Many applications need to be resilient to failure and scale easily when demand increases. Administrators can address these requirements by using Azure Load Balancer.

Suppose your healthcare organization is launching a new portal application for patients to schedule appointments. The application has a patient portal, web application frontend, and business tier database. The database is used by the frontend to retrieve and save patient information.

The new portal needs to be available around the clock to handle failures. The portal must adjust to fluctuations in load by adding and removing resources to match the load. You need a solution to distribute work to virtual machines across the system as virtual machines are added. The solution should detect failures and reroute jobs to virtual machines as needed. Improved resiliency and scalability are required to help ensure patients can schedule appointments from any location.

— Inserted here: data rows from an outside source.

//! MyMemory translation provider
//!
//! Public GET endpoint, no key required:
//!
//! ```text
//! GET https://api.mymemory.translated.net/get?q=Hello&langpair=en|hi
//! ```
//!
//! A usable answer is HTTP 200 whose body carries `responseStatus == 200`
//! (MyMemory sometimes sends it as a string) and a non-empty
//! `responseData.translatedText`. Anything else is a failed attempt.

use crate::error::{TranslateError, TranslateResult};
use crate::provider::{TranslationProvider, non_empty};
use async_trait::async_trait;
use reqwest::StatusCode;
use serde_json::Value;
use std::time::Duration;

pub const DEFAULT_MYMEMORY_URL: &str = "https://api.mymemory.translated.net/get";

/// MyMemory REST adapter
#[derive(Clone)]
pub struct MyMemoryProvider {
    client: reqwest::Client,
    base_url: String,
    /// Optional contact address; raises the anonymous daily quota
    email: Option<String>,
}

impl MyMemoryProvider {
    /// Create a provider against `base_url` with a per-request timeout
    pub fn new(
        base_url: impl Into<String>,
        email: Option<String>,
        timeout: Duration,
    ) -> TranslateResult<Self> {
        let client = reqwest::Client::builder()
            .timeout(timeout)
            .build()
            .map_err(|e| TranslateError::Config(format!("Failed to create HTTP client: {e}")))?;

        Ok(Self {
            client,
            base_url: base_url.into(),
            email: email.filter(|e| !e.trim().is_empty()),
        })
    }

    fn extract_translation(body: &Value) -> TranslateResult<String> {
        let status = match &body["responseStatus"] {
            Value::Number(n) => n.as_u64(),
            Value::String(s) => s.trim().parse::<u64>().ok(),
            _ => None,
        };

        if status != Some(200) {
            let details = body["responseDetails"]
                .as_str()
                .unwrap_or("missing responseStatus")
                .to_string();
            return Err(TranslateError::Api {
                status: status.and_then(|s| u16::try_from(s).ok()).unwrap_or(0),
                message: details,
            });
        }

        non_empty(
            body["responseData"]["translatedText"]
                .as_str()
                .map(str::to_string),
        )
    }
}

impl std::fmt::Debug for MyMemoryProvider {
    fn fmt(&self, f: &mut std::fmt::Formatter<'_>) -> std::fmt::Result {
        f.debug_struct("MyMemoryProvider")
            .field("base_url", &self.base_url)
            .field("email", &self.email.as_ref().map(|_| "***"))
            .finish()
    }
}

#[async_trait]
impl TranslationProvider for MyMemoryProvider {
    async fn translate(
        &self,
        text: &str,
        source_code: &str,
        target_code: &str,
    ) -> TranslateResult<String> {
        let langpair = format!("{source_code}|{target_code}");
        let mut query = vec![("q", text), ("langpair", langpair.as_str())];
        if let Some(email) = &self.email {
            query.push(("de", email.as_str()));
        }

        let response = self.client.get(&self.base_url).query(&query).send().await?;

        if response.status() != StatusCode::OK {
            let status = response.status().as_u16();
            let message = response.text().await.unwrap_or_default();
            return Err(TranslateError::Api { status, message });
        }

        let body: Value = response
            .json()
            .await
            .map_err(|e| TranslateError::Parse(format!("Invalid MyMemory response: {e}")))?;

        Self::extract_translation(&body)
    }

    fn name(&self) -> &str {
        "mymemory"
    }
}

#[cfg(test)]
mod tests {
    use super::*;
    use serde_json::json;
    use wiremock::matchers::{method, path, query_param};
    use wiremock::{Mock, MockServer, ResponseTemplate};

    fn provider(server: &MockServer) -> MyMemoryProvider {
        MyMemoryProvider::new(
            format!("{}/get", server.uri()),
            None,
            Duration::from_secs(2),
        )
        .unwrap()
    }

    // ========== Payload Extraction ==========

    #[test]
    fn test_extract_numeric_status() {
        let body = json!({
            "responseData": { "translatedText": "नमस्ते" },
            "responseStatus": 200
        });
        assert_eq!(MyMemoryProvider::extract_translation(&body).unwrap(), "नमस्ते");
    }

    #[test]
    fn test_extract_string_status() {
        let body = json!({
            "responseData": { "translatedText": "হ্যালো" },
            "responseStatus": "200"
        });
        assert_eq!(MyMemoryProvider::extract_translation(&body).unwrap(), "হ্যালো");
    }

    #[test]
    fn test_extract_quota_error() {
        let body = json!({
            "responseData": { "translatedText": "MYMEMORY WARNING: YOU USED ALL AVAILABLE FREE TRANSLATIONS FOR TODAY" },
            "responseStatus": 429,
            "responseDetails": "quota exceeded"
        });
        match MyMemoryProvider::extract_translation(&body) {
            Err(TranslateError::Api { status, message }) => {
                assert_eq!(status, 429);
                assert_eq!(message, "quota exceeded");
            }
            other => panic!("expected Api error, got {other:?}"),
        }
    }

    #[test]
    fn test_extract_missing_fields() {
        assert!(MyMemoryProvider::extract_translation(&json!({})).is_err());
        let body = json!({ "responseStatus": 200, "responseData": {} });
        assert!(matches!(
            MyMemoryProvider::extract_translation(&body),
            Err(TranslateError::EmptyTranslation)
        ));
    }

    // ========== HTTP ==========

    #[tokio::test]
    async fn test_translate_sends_langpair() {
        let server = MockServer::start().await;
        Mock::given(method("GET"))
            .and(path("/get"))
            .and(query_param("q", "Hello"))
            .and(query_param("langpair", "en|hi"))
            .respond_with(ResponseTemplate::new(200).set_body_json(json!({
                "responseData": { "translatedText": "नमस्ते" },
                "responseStatus": 200
            })))
            .expect(1)
            .mount(&server)
            .await;

        let result = provider(&server).translate("Hello", "en", "hi").await.unwrap();
        assert_eq!(result, "नमस्ते");
    }

    #[tokio::test]
    async fn test_translate_passes_email() {
        let server = MockServer::start().await;
        Mock::given(method("GET"))
            .and(query_param("de", "farmer@example.org"))
            .respond_with(ResponseTemplate::new(200).set_body_json(json!({
                "responseData": { "translatedText": "ok" },
                "responseStatus": 200
            })))
            .expect(1)
            .mount(&server)
            .await;

        let provider = MyMemoryProvider::new(
            format!("{}/get", server.uri()),
            Some("farmer@example.org".to_string()),
            Duration::from_secs(2),
        )
        .unwrap();
        assert_eq!(provider.translate("x", "en", "hi").await.unwrap(), "ok");
    }

    #[tokio::test]
    async fn test_translate_http_error() {
        let server = MockServer::start().await;
        Mock::given(method("GET"))
            .respond_with(ResponseTemplate::new(503).set_body_string("down"))
            .mount(&server)
            .await;

        match provider(&server).translate("Hello", "en", "hi").await {
            Err(TranslateError::Api { status, .. }) => assert_eq!(status, 503),
            other => panic!("expected Api error, got {other:?}"),
        }
    }

    #[tokio::test]
    async fn test_translate_non_200_success_status_rejected() {
        let server = MockServer::start().await;
        Mock::given(method("GET"))
            .respond_with(ResponseTemplate::new(203).set_body_json(json!({
                "responseData": { "translatedText": "cached" },
                "responseStatus": 200
            })))
            .mount(&server)
            .await;

        match provider(&server).translate("Hello", "en", "hi").await {
            Err(TranslateError::Api { status, .. }) => assert_eq!(status, 203),
            other => panic!("expected Api error, got {other:?}"),
        }
    }

    #[tokio::test]
    async fn test_translate_malformed_body() {
        let server = MockServer::start().await;
        Mock::given(method("GET"))
            .respond_with(ResponseTemplate::new(200).set_body_string("<html>nope</html>"))
            .mount(&server)
            .await;

        assert!(matches!(
            provider(&server).translate("Hello", "en", "hi").await,
            Err(TranslateError::Parse(_))
        ));
    }

    #[tokio::test]
    async fn test_translate_timeout() {
        let server = MockServer::start().await;
        Mock::given(method("GET"))
            .respond_with(
                ResponseTemplate::new(200)
                    .set_delay(Duration::from_millis(500))
                    .set_body_json(json!({
                        "responseData": { "translatedText": "late" },
                        "responseStatus": 200
                    })),
            )
            .mount(&server)
            .await;

        let provider = MyMemoryProvider::new(
            format!("{}/get", server.uri()),
            None,
            Duration::from_millis(50),
        )
        .unwrap();
        assert!(matches!(
            provider.translate("Hello", "en", "hi").await,
            Err(TranslateError::Timeout)
        ));
    }

    #[test]
    fn test_debug_masks_email() {
        let provider = MyMemoryProvider::new(
            DEFAULT_MYMEMORY_URL,
            Some("secret@example.org".to_string()),
            Duration::from_secs(1),
        )
        .unwrap();
        let debug = format!("{provider:?}");
        assert!(debug.contains("***"));
        assert!(!debug.contains("secret@example.org"));
    }

    #[tokio::test]
    #[ignore] // Run with: cargo test --ignored
    async fn test_real_api_english_to_hindi() {
        let provider =
            MyMemoryProvider::new(DEFAULT_MYMEMORY_URL, None, Duration::from_secs(10)).unwrap();
        let result = provider.translate("Hello", "en", "hi").await.unwrap();
        println!("Translation: Hello → {result}");
        assert!(!result.is_empty());
    }
}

You're responsible for configuring the load balancers to distribute incoming network traffic across a group of back-end servers. You need to scale your applications while maintaining throughput and keeping response times low.

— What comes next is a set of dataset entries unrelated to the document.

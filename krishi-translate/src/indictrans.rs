//! Self-hosted IndicTrans2 provider
//!
//! Talks to a small inference service exposing
//! `POST /translate_text {text, src_lang, tgt_lang} -> {translation}` where
//! languages are passed by canonical name ("english", "santali").
//! Only enabled when `INDICTRANS_URL` is configured.

use crate::error::{TranslateError, TranslateResult};
use crate::language::CodeScheme;
use crate::provider::{TranslationProvider, non_empty};
use async_trait::async_trait;
use serde::{Deserialize, Serialize};
use std::time::Duration;

#[derive(Serialize)]
struct IndicTransRequest<'a> {
    text: &'a str,
    src_lang: &'a str,
    tgt_lang: &'a str,
}

#[derive(Deserialize)]
struct IndicTransResponse {
    translation: Option<String>,
}

#[derive(Debug, Clone)]
pub struct IndicTransProvider {
    client: reqwest::Client,
    base_url: String,
}

impl IndicTransProvider {
    /// `base_url` is the service root; `/translate_text` is appended
    pub fn new(base_url: impl Into<String>, timeout: Duration) -> TranslateResult<Self> {
        let client = reqwest::Client::builder()
            .timeout(timeout)
            .build()
            .map_err(|e| TranslateError::Config(format!("Failed to create HTTP client: {e}")))?;

        Ok(Self {
            client,
            base_url: base_url.into(),
        })
    }
}

#[async_trait]
impl TranslationProvider for IndicTransProvider {
    async fn translate(
        &self,
        text: &str,
        source_code: &str,
        target_code: &str,
    ) -> TranslateResult<String> {
        let url = format!("{}/translate_text", self.base_url.trim_end_matches('/'));
        let request = IndicTransRequest {
            text,
            src_lang: source_code,
            tgt_lang: target_code,
        };

        let response = self.client.post(&url).json(&request).send().await?;

        if !response.status().is_success() {
            let status = response.status().as_u16();
            let message = response.text().await.unwrap_or_default();
            return Err(TranslateError::Api { status, message });
        }

        let body: IndicTransResponse = response
            .json()
            .await
            .map_err(|e| TranslateError::Parse(format!("Invalid IndicTrans response: {e}")))?;

        non_empty(body.translation)
    }

    fn name(&self) -> &str {
        "indictrans"
    }

    fn code_scheme(&self) -> CodeScheme {
        CodeScheme::Name
    }
}

#[cfg(test)]
mod tests {
    use super::*;
    use crate::language::Language;
    use serde_json::json;
    use wiremock::matchers::{body_json, method, path};
    use wiremock::{Mock, MockServer, ResponseTemplate};

    #[tokio::test]
    async fn test_translate_posts_names() {
        let server = MockServer::start().await;
        Mock::given(method("POST"))
            .and(path("/translate_text"))
            .and(body_json(json!({
                "text": "Hello",
                "src_lang": "english",
                "tgt_lang": "santali"
            })))
            .respond_with(ResponseTemplate::new(200).set_body_json(json!({ "translation": "ᱡᱳᱦᱟᱨ" })))
            .expect(1)
            .mount(&server)
            .await;

        let provider =
            IndicTransProvider::new(format!("{}/", server.uri()), Duration::from_secs(2)).unwrap();
        let src = provider.code_for(Language::English);
        let tgt = provider.code_for(Language::Santali);
        assert_eq!(provider.translate("Hello", src, tgt).await.unwrap(), "ᱡᱳᱦᱟᱨ");
    }

    #[tokio::test]
    async fn test_server_error() {
        let server = MockServer::start().await;
        Mock::given(method("POST"))
            .respond_with(ResponseTemplate::new(500))
            .mount(&server)
            .await;

        let provider = IndicTransProvider::new(server.uri(), Duration::from_secs(2)).unwrap();
        assert!(matches!(
            provider.translate("Hello", "english", "hindi").await,
            Err(TranslateError::Api { status: 500, .. })
        ));
    }
}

The goal of this module is to equip you to implement an Azure load balancer.

Learning objectives

In this module, you learn how to:

  • Identify features and usage cases for Azure Load Balancer.
  • Implement public and internal Azure load balancers.
  • Compare features of load balancer SKUs and configuration differences.
  • Configure back-end pools, load-balancing rules, session persistence, and health probes.

Skills measured

The content in the module helps you prepare for Exam AZ-104: Microsoft Azure Administrator.

Prerequisites

  • Basic knowledge of virtual networks and routing.
  • Familiarity with the Azure portal so you can configure the load balancer.